Por tanto, la IA puede facilitar que una persona entienda la terminología, encuentre explicaciones alternativas y formule mejores preguntas, pero eso no garantiza que pueda evaluar correctamente las respuestas obtenidas.

La conversación con el experto puede empezar antes

El fenómeno puede modificar incluso la dinámica de una consulta profesional, hasta ahora, una persona podía recibir una explicación y decidir si confiar en ella basándose principalmente en la autoridad y experiencia de quien la proporcionaba. Con la IA, esa explicación puede llegar después de que el usuario haya realizado una investigación previa, la persona puede llegar a una consulta con conceptos ya identificados, preguntar por una recomendación que no entiende o contrastar posteriormente lo que ha escuchado, de esta forma, la conversación profesional ya no empieza necesariamente cuando el experto toma la palabra.

Esto no implica que la experiencia profesional haya perdido valor, de hecho, la encuesta de Use.AI no mide si las competencias o conocimientos de los profesionales se han deteriorado. Lo que refleja es que una parte de los usuarios concede menos peso automático a sus credenciales cuando dispone de una segunda fuente de información inmediata.

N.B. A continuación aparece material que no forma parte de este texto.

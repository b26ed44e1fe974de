//! End-to-end: derive a goal, drink through a day, survive a restart and
//! a day rollover, all against the on-disk store.

use aqualog::goal::{compute_goal, ActivityLevel, Climate};
use aqualog::history;
use aqualog::intake::IntakeTracker;
use aqualog::storage::{
    JsonFileStore, KeyValueStore, KEY_CURRENT_INTAKE, KEY_DAILY_GOAL, KEY_LAST_TRACKED_DATE,
};
use chrono::NaiveDate;

#[tokio::test]
async fn goal_drink_restart_rollover() {
    let dir = tempfile::tempdir().unwrap();
    let path = dir.path().join("store.json");

    let day_one = NaiveDate::from_ymd_opt(2026, 8, 5).unwrap();
    let day_two = NaiveDate::from_ymd_opt(2026, 8, 6).unwrap();

    // Set the goal and drink twice.
    let mut store = JsonFileStore::open(path.clone()).await.unwrap();
    let goal = compute_goal(70.0, ActivityLevel::Sedentary, Climate::Temperate).unwrap();
    assert_eq!(goal, 2450);
    store.set(KEY_DAILY_GOAL, &goal.to_string()).await.unwrap();

    let mut tracker = IntakeTracker::load(store, day_one).await.unwrap();
    tracker.drink(250.0).await.unwrap();
    let state = tracker.drink(500.0).await.unwrap();
    assert_eq!(state.current_intake_ml, 750.0);
    assert_eq!(state.remaining_ml, 1700.0);
    drop(tracker);

    // Same-day restart picks up where we left off.
    let store = JsonFileStore::open(path.clone()).await.unwrap();
    let tracker = IntakeTracker::load(store, day_one).await.unwrap();
    assert_eq!(tracker.state().current_intake_ml, 750.0);
    assert_eq!(tracker.state().remaining_ml, 1700.0);
    drop(tracker);

    // Next-day restart rolls the intake over to zero.
    let store = JsonFileStore::open(path.clone()).await.unwrap();
    let mut tracker = IntakeTracker::load(store, day_two).await.unwrap();
    assert_eq!(tracker.state().current_intake_ml, 0.0);
    assert_eq!(tracker.state().remaining_ml, 2450.0);

    tracker.drink(300.0).await.unwrap();
    drop(tracker);

    // The rollover is persisted and the drink log kept every entry.
    let store = JsonFileStore::open(path).await.unwrap();
    assert_eq!(
        store.get(KEY_LAST_TRACKED_DATE).await.unwrap(),
        Some("2026-08-06".to_string())
    );
    assert_eq!(
        store.get(KEY_CURRENT_INTAKE).await.unwrap(),
        Some("300".to_string())
    );

    let points = history::load_history(&store).await.unwrap();
    assert_eq!(points.len(), 3);
    let total: f64 = points.iter().map(|point| point.amount).sum();
    assert_eq!(total, 1050.0);
}
//! Daily goal derivation from the user's profile.
//!
//! The goal is the classic 35 mL-per-kg baseline scaled by activity level
//! and climate. Pure arithmetic; persistence is the caller's problem.

use clap::ValueEnum;
use serde::{Deserialize, Serialize};
use thiserror::Error;

/// Baseline recommendation in milliliters per kilogram of body weight.
pub const BASE_ML_PER_KG: f64 = 35.0;

#[derive(Serialize, Deserialize, Debug, Clone, Copy, PartialEq, Eq, ValueEnum)]
pub enum ActivityLevel {
    Sedentary,
    LightActivity,
    ModeratelyActive,
    VeryActive,
    ExtremelyActive,
}

impl ActivityLevel {
    pub const ALL: [ActivityLevel; 5] = [
        ActivityLevel::Sedentary,
        ActivityLevel::LightActivity,
        ActivityLevel::ModeratelyActive,
        ActivityLevel::VeryActive,
        ActivityLevel::ExtremelyActive,
    ];

    pub fn multiplier(self) -> f64 {
        match self {
            ActivityLevel::Sedentary => 1.0,
            ActivityLevel::LightActivity => 1.35,
            ActivityLevel::ModeratelyActive => 1.55,
            ActivityLevel::VeryActive => 1.7,
            ActivityLevel::ExtremelyActive => 1.9,
        }
    }
}

impl std::fmt::Display for ActivityLevel {
    fn fmt(&self, f: &mut std::fmt::Formatter<'_>) -> std::fmt::Result {
        let label = match self {
            ActivityLevel::Sedentary => "Sedentary",
            ActivityLevel::LightActivity => "Light Activity",
            ActivityLevel::ModeratelyActive => "Moderately Active",
            ActivityLevel::VeryActive => "Very Active",
            ActivityLevel::ExtremelyActive => "Extremely Active",
        };
        f.write_str(label)
    }
}

#[derive(Serialize, Deserialize, Debug, Clone, Copy, PartialEq, Eq, ValueEnum)]
pub enum Climate {
    Tropical,
    Temperate,
    Cold,
}

impl Climate {
    pub const ALL: [Climate; 3] = [Climate::Tropical, Climate::Temperate, Climate::Cold];

    pub fn multiplier(self) -> f64 {
        match self {
            Climate::Tropical => 1.1,
            Climate::Temperate => 1.0,
            Climate::Cold => 0.9,
        }
    }
}

impl std::fmt::Display for Climate {
    fn fmt(&self, f: &mut std::fmt::Formatter<'_>) -> std::fmt::Result {
        let label = match self {
            Climate::Tropical => "Tropical",
            Climate::Temperate => "Temperate",
            Climate::Cold => "Cold",
        };
        f.write_str(label)
    }
}

#[derive(Debug, Error, PartialEq, Eq)]
pub enum GoalError {
    #[error("weight must be a positive number of kilograms")]
    InvalidWeight,
}

/// Derives the daily water goal in milliliters.
///
/// Deterministic; rejects non-positive or non-finite weights so the caller
/// can re-prompt instead of persisting garbage.
pub fn compute_goal(
    weight_kg: f64,
    activity: ActivityLevel,
    climate: Climate,
) -> Result<u32, GoalError> {
    if !weight_kg.is_finite() || weight_kg <= 0.0 {
        return Err(GoalError::InvalidWeight);
    }

    let ml = weight_kg * BASE_ML_PER_KG * activity.multiplier() * climate.multiplier();
    Ok(ml.round() as u32)
}
//! Daily hydration reminders.
//!
//! Reminders live only for the session: the manager owns an in-memory
//! list and talks to a [`NotificationScheduler`] for the actual
//! repeating triggers. The stock scheduler spawns one tokio task per
//! trigger which sleeps until the next (hour, minute) occurrence, fires,
//! and re-arms for the next day.

use std::collections::HashMap;

use async_trait::async_trait;
use chrono::{Duration, Local, NaiveDateTime, NaiveTime};
use thiserror::Error;
use tracing::{info, trace};

#[derive(Debug, Error)]
#[error("{0}")]
pub struct SchedulerError(pub String);

#[derive(Debug, Error)]
pub enum ReminderError {
    #[error("{hour:02}:{minute:02} is not a valid time of day")]
    InvalidTime { hour: u32, minute: u32 },
    #[error("failed to schedule notification: {0}")]
    Schedule(String),
    #[error("failed to cancel reminder: {0}")]
    Cancel(String),
    #[error("no reminder with id {0}")]
    UnknownId(u64),
}

/// Opaque handle into whichever scheduler registered the trigger.
#[derive(Debug, Clone, Copy, PartialEq, Eq, Hash)]
pub struct TriggerHandle(u64);

#[derive(Debug, Clone)]
pub struct Reminder {
    pub id: u64,
    pub hour: u32,
    pub minute: u32,
    pub trigger: TriggerHandle,
}

#[async_trait]
pub trait NotificationScheduler: Send {
    /// Registers a repeating daily trigger at (hour, minute), first
    /// firing at `first` local time.
    async fn schedule_daily(
        &mut self,
        hour: u32,
        minute: u32,
        first: NaiveDateTime,
    ) -> Result<TriggerHandle, SchedulerError>;

    async fn cancel(&mut self, handle: TriggerHandle) -> Result<(), SchedulerError>;
}

/// Next occurrence of `time` strictly after `now`: today if the time is
/// still ahead of us, otherwise tomorrow.
pub fn first_trigger(now: NaiveDateTime, time: NaiveTime) -> NaiveDateTime {
    let candidate = now.date().and_time(time);
    if candidate <= now {
        candidate + Duration::days(1)
    } else {
        candidate
    }
}

pub struct ReminderManager<S: NotificationScheduler> {
    scheduler: S,
    reminders: Vec<Reminder>,
    next_id: u64,
}

impl<S: NotificationScheduler> ReminderManager<S> {
    pub fn new(scheduler: S) -> Self {
        Self {
            scheduler,
            reminders: Vec::new(),
            next_id: 0,
        }
    }

    pub fn list(&self) -> &[Reminder] {
        &self.reminders
    }

    /// Registers a repeating daily reminder. The reminder only joins the
    /// list once the scheduler accepted the trigger; duplicates by time
    /// are allowed.
    pub async fn add(
        &mut self,
        hour: u32,
        minute: u32,
        now: NaiveDateTime,
    ) -> Result<Reminder, ReminderError> {
        let Some(time) = NaiveTime::from_hms_opt(hour, minute, 0) else {
            return Err(ReminderError::InvalidTime { hour, minute });
        };

        let first = first_trigger(now, time);
        trace!(%first, "registering daily trigger");

        let trigger = self
            .scheduler
            .schedule_daily(hour, minute, first)
            .await
            .map_err(|err| ReminderError::Schedule(err.to_string()))?;

        self.next_id += 1;
        let reminder = Reminder {
            id: self.next_id,
            hour,
            minute,
            trigger,
        };
        self.reminders.push(reminder.clone());
        Ok(reminder)
    }

    /// Cancels a reminder. On scheduler failure the reminder stays in the
    /// list so the user can retry.
    pub async fn cancel(&mut self, id: u64) -> Result<Reminder, ReminderError> {
        let index = self
            .reminders
            .iter()
            .position(|reminder| reminder.id == id)
            .ok_or(ReminderError::UnknownId(id))?;

        self.scheduler
            .cancel(self.reminders[index].trigger)
            .await
            .map_err(|err| ReminderError::Cancel(err.to_string()))?;

        Ok(self.reminders.remove(index))
    }
}

/// Scheduler backed by plain tokio tasks.
#[derive(Default)]
pub struct TokioScheduler {
    tasks: HashMap<TriggerHandle, tokio::task::JoinHandle<()>>,
    next_handle: u64,
}

impl TokioScheduler {
    pub fn new() -> Self {
        Self::default()
    }
}

#[async_trait]
impl NotificationScheduler for TokioScheduler {
    async fn schedule_daily(
        &mut self,
        hour: u32,
        minute: u32,
        first: NaiveDateTime,
    ) -> Result<TriggerHandle, SchedulerError> {
        self.next_handle += 1;
        let handle = TriggerHandle(self.next_handle);
        self.tasks
            .insert(handle, tokio::task::spawn(trigger_loop(hour, minute, first)));
        Ok(handle)
    }

    async fn cancel(&mut self, handle: TriggerHandle) -> Result<(), SchedulerError> {
        match self.tasks.remove(&handle) {
            Some(task) => {
                task.abort();
                Ok(())
            }
            None => Err(SchedulerError("trigger is not registered".to_string())),
        }
    }
}

async fn trigger_loop(hour: u32, minute: u32, first: NaiveDateTime) {
    let mut next = first;
    loop {
        let wait = next - Local::now().naive_local();
        trace!(%next, "sleeping until next trigger");
        if let Ok(wait) = wait.to_std() {
            tokio::time::sleep(wait).await;
        }

        info!(hour, minute, "reminder fired");
        println!("Time to drink! Daily reminder for {hour:02}:{minute:02}.");

        next += Duration::days(1);
    }
}

#[cfg(test)]
mod tests {
    use super::*;
    use chrono::NaiveDate;

    fn at(hour: u32, minute: u32) -> NaiveDateTime {
        NaiveDate::from_ymd_opt(2026, 8, 6)
            .unwrap()
            .and_hms_opt(hour, minute, 0)
            .unwrap()
    }

    #[test]
    fn future_time_triggers_today() {
        let first = first_trigger(at(9, 0), NaiveTime::from_hms_opt(13, 30, 0).unwrap());
        assert_eq!(first, at(13, 30));
    }

    #[test]
    fn past_or_present_time_triggers_tomorrow() {
        let tomorrow = NaiveDate::from_ymd_opt(2026, 8, 7).unwrap();

        let first = first_trigger(at(9, 0), NaiveTime::from_hms_opt(8, 0, 0).unwrap());
        assert_eq!(first, tomorrow.and_hms_opt(8, 0, 0).unwrap());

        // Exactly now also rolls to tomorrow.
        let first = first_trigger(at(9, 0), NaiveTime::from_hms_opt(9, 0, 0).unwrap());
        assert_eq!(first, tomorrow.and_hms_opt(9, 0, 0).unwrap());
    }

    /// Scheduler double that hands out handles and optionally fails.
    #[derive(Default)]
    struct RecordingScheduler {
        scheduled: Vec<(u32, u32, NaiveDateTime)>,
        cancelled: Vec<TriggerHandle>,
        fail_schedule: bool,
        fail_cancel: bool,
    }

    #[async_trait]
    impl NotificationScheduler for RecordingScheduler {
        async fn schedule_daily(
            &mut self,
            hour: u32,
            minute: u32,
            first: NaiveDateTime,
        ) -> Result<TriggerHandle, SchedulerError> {
            if self.fail_schedule {
                return Err(SchedulerError("notifications not permitted".to_string()));
            }
            self.scheduled.push((hour, minute, first));
            Ok(TriggerHandle(self.scheduled.len() as u64))
        }

        async fn cancel(&mut self, handle: TriggerHandle) -> Result<(), SchedulerError> {
            if self.fail_cancel {
                return Err(SchedulerError("scheduler went away".to_string()));
            }
            self.cancelled.push(handle);
            Ok(())
        }
    }

    #[tokio::test]
    async fn add_registers_a_daily_trigger() {
        let mut manager = ReminderManager::new(RecordingScheduler::default());

        let reminder = manager.add(13, 30, at(9, 0)).await.unwrap();
        assert_eq!((reminder.hour, reminder.minute), (13, 30));
        assert_eq!(manager.list().len(), 1);
        assert_eq!(manager.scheduler.scheduled, vec![(13, 30, at(13, 30))]);
    }

    #[tokio::test]
    async fn duplicate_times_are_permitted() {
        let mut manager = ReminderManager::new(RecordingScheduler::default());

        let first = manager.add(8, 0, at(6, 0)).await.unwrap();
        let second = manager.add(8, 0, at(6, 0)).await.unwrap();

        assert_ne!(first.id, second.id);
        assert_eq!(manager.list().len(), 2);
    }

    #[tokio::test]
    async fn schedule_failure_leaves_the_list_unchanged() {
        let scheduler = RecordingScheduler {
            fail_schedule: true,
            ..Default::default()
        };
        let mut manager = ReminderManager::new(scheduler);

        let err = manager.add(8, 0, at(6, 0)).await.unwrap_err();
        assert!(matches!(err, ReminderError::Schedule(_)));
        assert!(err.to_string().contains("notifications not permitted"));
        assert!(manager.list().is_empty());
    }

    #[tokio::test]
    async fn invalid_time_is_rejected_before_scheduling() {
        let mut manager = ReminderManager::new(RecordingScheduler::default());
        let err = manager.add(25, 0, at(6, 0)).await.unwrap_err();
        assert!(matches!(err, ReminderError::InvalidTime { .. }));
        assert!(manager.scheduler.scheduled.is_empty());
    }

    #[tokio::test]
    async fn cancel_removes_the_reminder() {
        let mut manager = ReminderManager::new(RecordingScheduler::default());
        let reminder = manager.add(8, 0, at(6, 0)).await.unwrap();

        let cancelled = manager.cancel(reminder.id).await.unwrap();
        assert_eq!(cancelled.id, reminder.id);
        assert!(manager.list().is_empty());
        assert_eq!(manager.scheduler.cancelled, vec![reminder.trigger]);
    }

    #[tokio::test]
    async fn cancel_failure_keeps_the_reminder_listed() {
        let scheduler = RecordingScheduler {
            fail_cancel: true,
            ..Default::default()
        };
        let mut manager = ReminderManager::new(scheduler);
        let reminder = manager.add(8, 0, at(6, 0)).await.unwrap();

        let err = manager.cancel(reminder.id).await.unwrap_err();
        assert!(matches!(err, ReminderError::Cancel(_)));
        assert_eq!(manager.list().len(), 1);
    }

    #[tokio::test]
    async fn cancelling_an_unknown_id_is_an_error() {
        let mut manager = ReminderManager::new(RecordingScheduler::default());
        assert!(matches!(
            manager.cancel(42).await,
            Err(ReminderError::UnknownId(42))
        ));
    }

    #[tokio::test]
    async fn tokio_scheduler_cancels_spawned_triggers() {
        let mut scheduler = TokioScheduler::new();
        let handle = scheduler
            .schedule_daily(23, 59, at(23, 59))
            .await
            .unwrap();

        scheduler.cancel(handle).await.unwrap();
        // A second cancel no longer finds the trigger.
        assert!(scheduler.cancel(handle).await.is_err());
    }
}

El reto, por tanto, no consiste únicamente en que los profesionales tengan que demostrar sus conocimientos, sino en que los usuarios sepan distinguir entre utilizar la IA para comprender mejor una cuestión y utilizarla como sustituto del conocimiento especializado, los datos de Use.AI apuntan a que esa distinción será cada vez más importante a medida que la inteligencia artificial se convierta en una herramienta habitual para investigar, contrastar y preparar conversaciones antes de acudir a un profesional.